= Problem details =
Which lines of the data include the string "KeystoreSet"? List them all.

(Stored data entries)
//! `ext_trie_*` imports: transient trie roots and proof verification.

use codec::Decode;
use wasmtime::{Caller, Linker};

use filament_primitives::trie::{proof, Trie};

use crate::context::HostContext;
use crate::error::HostError;
use crate::mem;

use super::{host_try, memory_of, MODULE};

fn pairs_root(caller: &mut Caller<'_, HostContext>, data_span: i64) -> i32 {
    let Some(memory) = memory_of(caller) else {
        return 0;
    };
    let data = host_try!(
        mem::read_span(&memory, caller, data_span.into()),
        0,
        "ext_trie_blake2_256_root: reading data"
    );

    // The span is a SCALE vector of (key, value) tuples.
    let pairs = host_try!(
        Vec::<(Vec<u8>, Vec<u8>)>::decode(&mut &data[..]),
        0,
        "ext_trie_blake2_256_root: decoding key/value pairs"
    );

    let root = Trie::from_pairs(&pairs).root_hash();
    log::debug!(target: "host", "trie root is 0x{}", hex::encode(root));
    let ptr = host_try!(
        mem::write_sized(&memory, caller, &root),
        0,
        "ext_trie_blake2_256_root: writing root"
    );
    ptr as i32
}

fn ordered_root(caller: &mut Caller<'_, HostContext>, data_span: i64) -> i32 {
    let Some(memory) = memory_of(caller) else {
        return 0;
    };
    let data = host_try!(
        mem::read_span(&memory, caller, data_span.into()),
        0,
        "ext_trie_blake2_256_ordered_root: reading data"
    );

    let values = host_try!(
        Vec::<Vec<u8>>::decode(&mut &data[..]),
        0,
        "ext_trie_blake2_256_ordered_root: decoding values"
    );

    let root = Trie::from_ordered_values(&values).root_hash();
    log::debug!(target: "host", "ordered trie root is 0x{}", hex::encode(root));
    let ptr = host_try!(
        mem::write_sized(&memory, caller, &root),
        0,
        "ext_trie_blake2_256_ordered_root: writing root"
    );
    ptr as i32
}

pub(super) fn register(linker: &mut Linker<HostContext>) -> Result<(), HostError> {
    linker.func_wrap(
        MODULE,
        "ext_trie_blake2_256_root_version_1",
        |mut caller: Caller<'_, HostContext>, data_span: i64| -> i32 {
            pairs_root(&mut caller, data_span)
        },
    )?;
    linker.func_wrap(
        MODULE,
        "ext_trie_blake2_256_root_version_2",
        |mut caller: Caller<'_, HostContext>, data_span: i64, _state_version: i32| -> i32 {
            pairs_root(&mut caller, data_span)
        },
    )?;
    linker.func_wrap(
        MODULE,
        "ext_trie_blake2_256_ordered_root_version_1",
        |mut caller: Caller<'_, HostContext>, data_span: i64| -> i32 {
            ordered_root(&mut caller, data_span)
        },
    )?;
    linker.func_wrap(
        MODULE,
        "ext_trie_blake2_256_ordered_root_version_2",
        |mut caller: Caller<'_, HostContext>, data_span: i64, _state_version: i32| -> i32 {
            ordered_root(&mut caller, data_span)
        },
    )?;

    linker.func_wrap(
        MODULE,
        "ext_trie_blake2_256_verify_proof_version_1",
        |mut caller: Caller<'_, HostContext>,
         root_ptr: i32,
         proof_span: i64,
         key_span: i64,
         value_span: i64|
         -> i32 {
            let Some(memory) = memory_of(&mut caller) else {
                return 0;
            };
            let root: [u8; 32] = host_try!(
                mem::read_array(&memory, &caller, root_ptr as u32),
                0,
                "ext_trie_blake2_256_verify_proof: reading root"
            );
            let proof = host_try!(
                mem::read_span(&memory, &caller, proof_span.into()),
                0,
                "ext_trie_blake2_256_verify_proof: reading proof"
            );
            let key = host_try!(
                mem::read_span(&memory, &caller, key_span.into()),
                0,
                "ext_trie_blake2_256_verify_proof: reading key"
            );
            let value = host_try!(
                mem::read_span(&memory, &caller, value_span.into()),
                0,
                "ext_trie_blake2_256_verify_proof: reading value"
            );

            match proof::verify_encoded(&proof, &root, &key, &value) {
                Ok(()) => 1,
                Err(err) => {
                    log::error!(target: "host", "failed proof verification: {err}");
                    0
                }
            }
        },
    )?;

    Ok(())
}
//! `ext_misc_*` imports: runtime printing and version introspection.

use wasmtime::{Caller, Linker};

use crate::context::HostContext;
use crate::error::HostError;
use crate::instance;
use crate::mem;

use super::{host_try, memory_of, MODULE};

pub(super) fn register(linker: &mut Linker<HostContext>) -> Result<(), HostError> {
    linker.func_wrap(
        MODULE,
        "ext_misc_print_hex_version_1",
        |mut caller: Caller<'_, HostContext>, data_span: i64| {
            let Some(memory) = memory_of(&mut caller) else {
                return;
            };
            let data = host_try!(
                mem::read_span(&memory, &caller, data_span.into()),
                (),
                "ext_misc_print_hex: reading data"
            );
            log::debug!(target: "runtime", "0x{}", hex::encode(data));
        },
    )?;

    linker.func_wrap(
        MODULE,
        "ext_misc_print_num_version_1",
        |_caller: Caller<'_, HostContext>, value: i64| {
            log::debug!(target: "runtime", "{value}");
        },
    )?;

    linker.func_wrap(
        MODULE,
        "ext_misc_print_utf8_version_1",
        |mut caller: Caller<'_, HostContext>, data_span: i64| {
            let Some(memory) = memory_of(&mut caller) else {
                return;
            };
            let data = host_try!(
                mem::read_span(&memory, &caller, data_span.into()),
                (),
                "ext_misc_print_utf8: reading data"
            );
            log::debug!(target: "runtime", "{}", String::from_utf8_lossy(&data));
        },
    )?;

    linker.func_wrap(
        MODULE,
        "ext_misc_runtime_version_version_1",
        |mut caller: Caller<'_, HostContext>, code_span: i64| -> i64 {
            let Some(memory) = memory_of(&mut caller) else {
                return 0;
            };
            let code = host_try!(
                mem::read_span(&memory, &caller, code_span.into()),
                0,
                "ext_misc_runtime_version: reading code"
            );

            // Instantiate the supplied blob with a throwaway context and ask
            // it for its version; the response is already SCALE-encoded.
            let version = match instance::runtime_version(&code) {
                Ok(version) => Some(version),
                Err(err) => {
                    log::error!(target: "host", "failed to get runtime version: {err}");
                    None
                }
            };
            let out = host_try!(
                mem::write_option(&memory, &mut caller, version.as_deref()),
                0,
                "ext_misc_runtime_version: writing version"
            );
            out.as_i64()
        },
    )?;

    Ok(())
}
//! Offchain collaborators: node KV stores, the HTTP request registry and
//! the network-state provider.
//!
//! The KV triple (base / persistent / local) backs the offchain index and
//! local-storage imports. The HTTP registry is bookkeeping only — requests
//! progress through a per-id state machine and no socket I/O happens inside
//! a host call.

use std::collections::HashMap;
use std::sync::Arc;

use codec::Encode;
use parking_lot::{Mutex, RwLock};

/// Offchain storage kind selector, as passed by the runtime.
#[derive(Debug, Clone, Copy, PartialEq, Eq)]
pub enum StorageKind {
    Persistent = 1,
    Local = 2,
}

impl StorageKind {
    pub fn from_u32(value: u32) -> Option<Self> {
        match value {
            1 => Some(StorageKind::Persistent),
            2 => Some(StorageKind::Local),
            _ => None,
        }
    }
}

/// A node-local key-value store.
pub trait KeyValueStore: Send + Sync {
    fn get(&self, key: &[u8]) -> Option<Vec<u8>>;
    fn put(&self, key: Vec<u8>, value: Vec<u8>);
    fn delete(&self, key: &[u8]);
}

/// In-memory `KeyValueStore`.
#[derive(Default)]
pub struct InMemoryKv {
    entries: RwLock<HashMap<Vec<u8>, Vec<u8>>>,
}

impl InMemoryKv {
    pub fn new() -> Self {
        Self::default()
    }
}

impl KeyValueStore for InMemoryKv {
    fn get(&self, key: &[u8]) -> Option<Vec<u8>> {
        self.entries.read().get(key).cloned()
    }

    fn put(&self, key: Vec<u8>, value: Vec<u8>) {
        self.entries.write().insert(key, value);
    }

    fn delete(&self, key: &[u8]) {
        self.entries.write().remove(key);
    }
}

/// The node storage triple handed to each host context.
#[derive(Clone)]
pub struct NodeStorage {
    /// Chain-indexing writes from `ext_offchain_index_set_version_1`.
    pub base: Arc<dyn KeyValueStore>,
    pub persistent: Arc<dyn KeyValueStore>,
    pub local: Arc<dyn KeyValueStore>,
}

impl NodeStorage {
    pub fn in_memory() -> Self {
        Self {
            base: Arc::new(InMemoryKv::new()),
            persistent: Arc::new(InMemoryKv::new()),
            local: Arc::new(InMemoryKv::new()),
        }
    }

    pub fn kind(&self, kind: StorageKind) -> &Arc<dyn KeyValueStore> {
        match kind {
            StorageKind::Persistent => &self.persistent,
            StorageKind::Local => &self.local,
        }
    }
}

/// Network state reported to the runtime.
#[derive(Debug, Clone, PartialEq, Eq)]
pub struct NetworkState {
    pub peer_id: String,
    pub multiaddrs: Vec<String>,
}

impl NetworkState {
    /// SCALE encoding: both fields as UTF-8 byte vectors.
    pub fn encode(&self) -> Vec<u8> {
        let peer_id = self.peer_id.as_bytes().to_vec();
        let multiaddrs: Vec<Vec<u8>> = self
            .multiaddrs
            .iter()
            .map(|addr| addr.as_bytes().to_vec())
            .collect();
        (peer_id, multiaddrs).encode()
    }
}

/// Provider of the node's current network state.
pub trait Network: Send + Sync {
    fn network_state(&self) -> NetworkState;
}

#[derive(Debug, Clone, PartialEq, Eq, thiserror::Error)]
pub enum HttpError {
    #[error("unsupported HTTP method")]
    UnsupportedMethod,
    #[error("no request registered for id {0}")]
    UnknownRequest(i16),
    #[error("headers can no longer be added in state {0:?}")]
    InvalidState(RequestState),
    #[error("request id space exhausted")]
    IdExhausted,
    #[error("request deadline passed")]
    DeadlinePassed,
}

/// Lifecycle of one registered HTTP request.
#[derive(Debug, Clone, Copy, PartialEq, Eq)]
pub enum RequestState {
    Init,
    HeadersAdded,
    BodyWritten,
    InFlight,
    Completed,
    Failed,
}

/// One in-progress HTTP request.
#[derive(Debug, Clone)]
pub struct HttpRequest {
    pub method: String,
    pub uri: String,
    pub headers: Vec<(String, String)>,
    pub body: Vec<u8>,
    pub state: RequestState,
    pub response: Option<Vec<u8>>,
}

#[derive(Default)]
struct HttpSetInner {
    next_id: i16,
    requests: HashMap<i16, HttpRequest>,
}

/// Registry of offchain HTTP requests, ids handed out monotonically.
#[derive(Default)]
pub struct OffchainHttpSet {
    inner: Mutex<HttpSetInner>,
}

impl OffchainHttpSet {
    pub fn new() -> Self {
        Self::default()
    }

    /// Register a request and return its id.
    pub fn start_request(&self, method: &str, uri: &str) -> Result<i16, HttpError> {
        match method {
            "GET" | "POST" => {}
            _ => return Err(HttpError::UnsupportedMethod),
        }
        let mut inner = self.inner.lock();
        let id = inner.next_id.checked_add(1).ok_or(HttpError::IdExhausted)?;
        inner.next_id = id;
        inner.requests.insert(
            id,
            HttpRequest {
                method: method.to_string(),
                uri: uri.to_string(),
                headers: Vec::new(),
                body: Vec::new(),
                state: RequestState::Init,
                response: None,
            },
        );
        Ok(id)
    }

    /// Add a header. Only legal before the body is written.
    pub fn add_header(&self, id: i16, name: &str, value: &str) -> Result<(), HttpError> {
        let mut inner = self.inner.lock();
        let request = inner
            .requests
            .get_mut(&id)
            .ok_or(HttpError::UnknownRequest(id))?;
        match request.state {
            RequestState::Init | RequestState::HeadersAdded => {}
            state => return Err(HttpError::InvalidState(state)),
        }
        request.headers.push((name.to_string(), value.to_string()));
        request.state = RequestState::HeadersAdded;
        Ok(())
    }

    /// Append a body chunk. A `deadline` of UNIX milliseconds in the past
    /// fails the request.
    pub fn write_body(
        &self,
        id: i16,
        chunk: &[u8],
        deadline: Option<u64>,
        now_millis: u64,
    ) -> Result<(), HttpError> {
        let mut inner = self.inner.lock();
        let request = inner
            .requests
            .get_mut(&id)
            .ok_or(HttpError::UnknownRequest(id))?;
        if let Some(deadline) = deadline {
            if deadline < now_millis {
                request.state = RequestState::Failed;
                return Err(HttpError::DeadlinePassed);
            }
        }
        match request.state {
            RequestState::Init | RequestState::HeadersAdded | RequestState::BodyWritten => {}
            state => return Err(HttpError::InvalidState(state)),
        }
        request.body.extend_from_slice(chunk);
        request.state = RequestState::BodyWritten;
        Ok(())
    }

    /// Snapshot one request, if registered.
    pub fn request(&self, id: i16) -> Option<HttpRequest> {
        self.inner.lock().requests.get(&id).cloned()
    }
}
//! Per-instance host context.
//!
//! One `HostContext` lives in each wasmtime `Store` and is reachable from
//! every host call through the caller. Storage, the HTTP registry and the
//! allocator are instance-private; the keystore, signature batcher,
//! transaction pool, node KV stores and network provider are shared
//! services with their own synchronisation.

use std::sync::Arc;

use filament_hostapi::{
    KeystoreSet, Network, NodeStorage, OffchainHttpSet, SignatureVerifier, Storage,
    TransactionPool, TrieState,
};

use crate::allocator::FreeingBumpHeapAllocator;

/// Execution context shared by every host call of one runtime instance.
pub struct HostContext {
    pub storage: Box<dyn Storage>,
    pub keystore: Arc<KeystoreSet>,
    pub sig_verifier: Arc<SignatureVerifier>,
    pub transaction_pool: Arc<dyn TransactionPool>,
    pub node_storage: NodeStorage,
    pub http: OffchainHttpSet,
    pub network: Option<Arc<dyn Network>>,
    pub is_validator: bool,
    pub allocator: FreeingBumpHeapAllocator,
}

impl HostContext {
    /// A context over the given storage with fresh default collaborators.
    pub fn new(storage: Box<dyn Storage>) -> Self {
        Self {
            storage,
            keystore: Arc::new(KeystoreSet::new()),
            sig_verifier: Arc::new(SignatureVerifier::new()),
            transaction_pool: Arc::new(filament_hostapi::InMemoryPool::new()),
            node_storage: NodeStorage::in_memory(),
            http: OffchainHttpSet::new(),
            network: None,
            is_validator: false,
            allocator: FreeingBumpHeapAllocator::new(0),
        }
    }

    /// A context over empty in-memory trie state.
    pub fn with_trie_state() -> Self {
        Self::new(Box::new(TrieState::new()))
    }
}
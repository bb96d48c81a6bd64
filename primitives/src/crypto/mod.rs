//! Key handling for the runtime host.
//!
//! Three signature schemes are exposed to the runtime: ed25519, sr25519 and
//! secp256k1 ECDSA. Each submodule provides a `Pair` with deterministic
//! seed-phrase derivation plus free `verify` functions matching the
//! [`VerifyFn`] shape the deferred-verification batcher consumes.

use bip39::{Language, Mnemonic, Seed};

pub mod ecdsa;
pub mod ed25519;
pub mod sr25519;

/// Error raised by key construction and recovery.
#[derive(Debug, Clone, PartialEq, Eq, thiserror::Error)]
pub enum CryptoError {
    /// The seed bytes are not a valid BIP-39 phrase.
    #[error("invalid seed phrase")]
    InvalidPhrase,
    /// A public key could not be parsed from its byte form.
    #[error("invalid public key")]
    InvalidPublicKey,
    /// A signature (or its recovery id) could not be parsed.
    #[error("invalid signature")]
    InvalidSignature,
    /// ECDSA public-key recovery failed.
    #[error("public key recovery failed")]
    RecoveryFailed,
}

/// Signature scheme of a keystore or key pair.
#[derive(Debug, Clone, Copy, PartialEq, Eq)]
pub enum KeyType {
    Ed25519,
    Sr25519,
    Ecdsa,
    /// No scheme pinned yet; any pair may be inserted.
    Unknown,
}

impl std::fmt::Display for KeyType {
    fn fmt(&self, f: &mut std::fmt::Formatter<'_>) -> std::fmt::Result {
        let name = match self {
            KeyType::Ed25519 => "ed25519",
            KeyType::Sr25519 => "sr25519",
            KeyType::Ecdsa => "ecdsa",
            KeyType::Unknown => "unknown",
        };
        f.write_str(name)
    }
}

/// Verification entry point stored alongside a queued signature.
pub type VerifyFn = fn(signature: &[u8], message: &[u8], public_key: &[u8]) -> bool;

/// A signature queued for deferred batch verification.
#[derive(Clone)]
pub struct SignatureInfo {
    pub public_key: Vec<u8>,
    pub signature: Vec<u8>,
    pub message: Vec<u8>,
    pub verify: VerifyFn,
}

/// A key pair of any supported scheme.
#[derive(Clone)]
pub enum Pair {
    Ed25519(ed25519::Pair),
    Sr25519(sr25519::Pair),
    Ecdsa(ecdsa::Pair),
}

impl Pair {
    pub fn key_type(&self) -> KeyType {
        match self {
            Pair::Ed25519(_) => KeyType::Ed25519,
            Pair::Sr25519(_) => KeyType::Sr25519,
            Pair::Ecdsa(_) => KeyType::Ecdsa,
        }
    }

    /// Public key in its canonical byte form (32 bytes, or 33 for ECDSA).
    pub fn public(&self) -> Vec<u8> {
        match self {
            Pair::Ed25519(p) => p.public().to_vec(),
            Pair::Sr25519(p) => p.public().to_vec(),
            Pair::Ecdsa(p) => p.public().to_vec(),
        }
    }

    pub fn sign(&self, message: &[u8]) -> Vec<u8> {
        match self {
            Pair::Ed25519(p) => p.sign(message).to_vec(),
            Pair::Sr25519(p) => p.sign(message).to_vec(),
            Pair::Ecdsa(p) => p.sign(message).to_vec(),
        }
    }
}

/// Derive a 32-byte secret seed from a BIP-39 phrase with an empty password.
pub(crate) fn seed_from_phrase(phrase: &str) -> Result<[u8; 32], CryptoError> {
    let mnemonic =
        Mnemonic::from_phrase(phrase, Language::English).map_err(|_| CryptoError::InvalidPhrase)?;
    let seed = Seed::new(&mnemonic, "");
    let mut out = [0u8; 32];
    out.copy_from_slice(&seed.as_bytes()[..32]);
    Ok(out)
}
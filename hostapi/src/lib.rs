//! `filament-hostapi` — collaborator interfaces for the Filament runtime host.
//!
//! The host-function layer delegates everything stateful to the services
//! defined here:
//!
//! - `Storage` trait and the `TrieState` overlay with nested transactions
//! - `KeystoreSet` — keystores addressed by 4-byte key-type ids
//! - `SignatureVerifier` — the deferred batch-verification collaborator
//! - `TransactionPool` and an in-memory default
//! - offchain services: node KV stores, the HTTP request registry and the
//!   network-state provider
//! - `Tries` — the shared state-root → trie cache
//!
//! Shared services synchronise internally; per-instance state (storage,
//! the HTTP registry) must not be shared across instances.

pub mod keystore;
pub mod offchain;
pub mod sig_verifier;
pub mod storage;
pub mod transaction;
pub mod tries;
pub mod trie_state;

pub use keystore::{Keystore, KeystoreError, KeystoreSet};
pub use offchain::{
    HttpError, InMemoryKv, KeyValueStore, Network, NetworkState, NodeStorage, OffchainHttpSet,
    StorageKind,
};
pub use sig_verifier::SignatureVerifier;
pub use storage::Storage;
pub use transaction::{InMemoryPool, TransactionPool, TransactionValidity, ValidTransaction};
pub use tries::Tries;
pub use trie_state::TrieState;
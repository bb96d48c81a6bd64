//! Runtime module validation.
//!
//! Checks a compiled module against the host ABI before instantiation:
//! a linear memory must be exported, and all function imports must come
//! from the `env` module the dispatch table registers under.

use wasmtime::{ExternType, Module};

use crate::error::HostError;
use crate::imports::MODULE;

/// Validate a runtime module against the host ABI.
pub fn validate_module(module: &Module) -> Result<(), HostError> {
    let has_memory = module
        .exports()
        .any(|e| e.name() == "memory" && matches!(e.ty(), ExternType::Memory(_)));
    if !has_memory {
        return Err(HostError::Validation(
            "runtime must export its linear memory as `memory`".into(),
        ));
    }

    for import in module.imports() {
        if import.module() != MODULE {
            return Err(HostError::Validation(format!(
                "unexpected import module `{}` for `{}`",
                import.module(),
                import.name()
            )));
        }
    }

    Ok(())
}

= Written response =
    KeystoreSet, Network, NodeStorage, OffchainHttpSet, SignatureVerifier, Storage,
    pub keystore: Arc<KeystoreSet>,
            keystore: Arc::new(KeystoreSet::new()),
//! - `KeystoreSet` — keystores addressed by 4-byte key-type ids
pub use keystore::{Keystore, KeystoreError, KeystoreSet};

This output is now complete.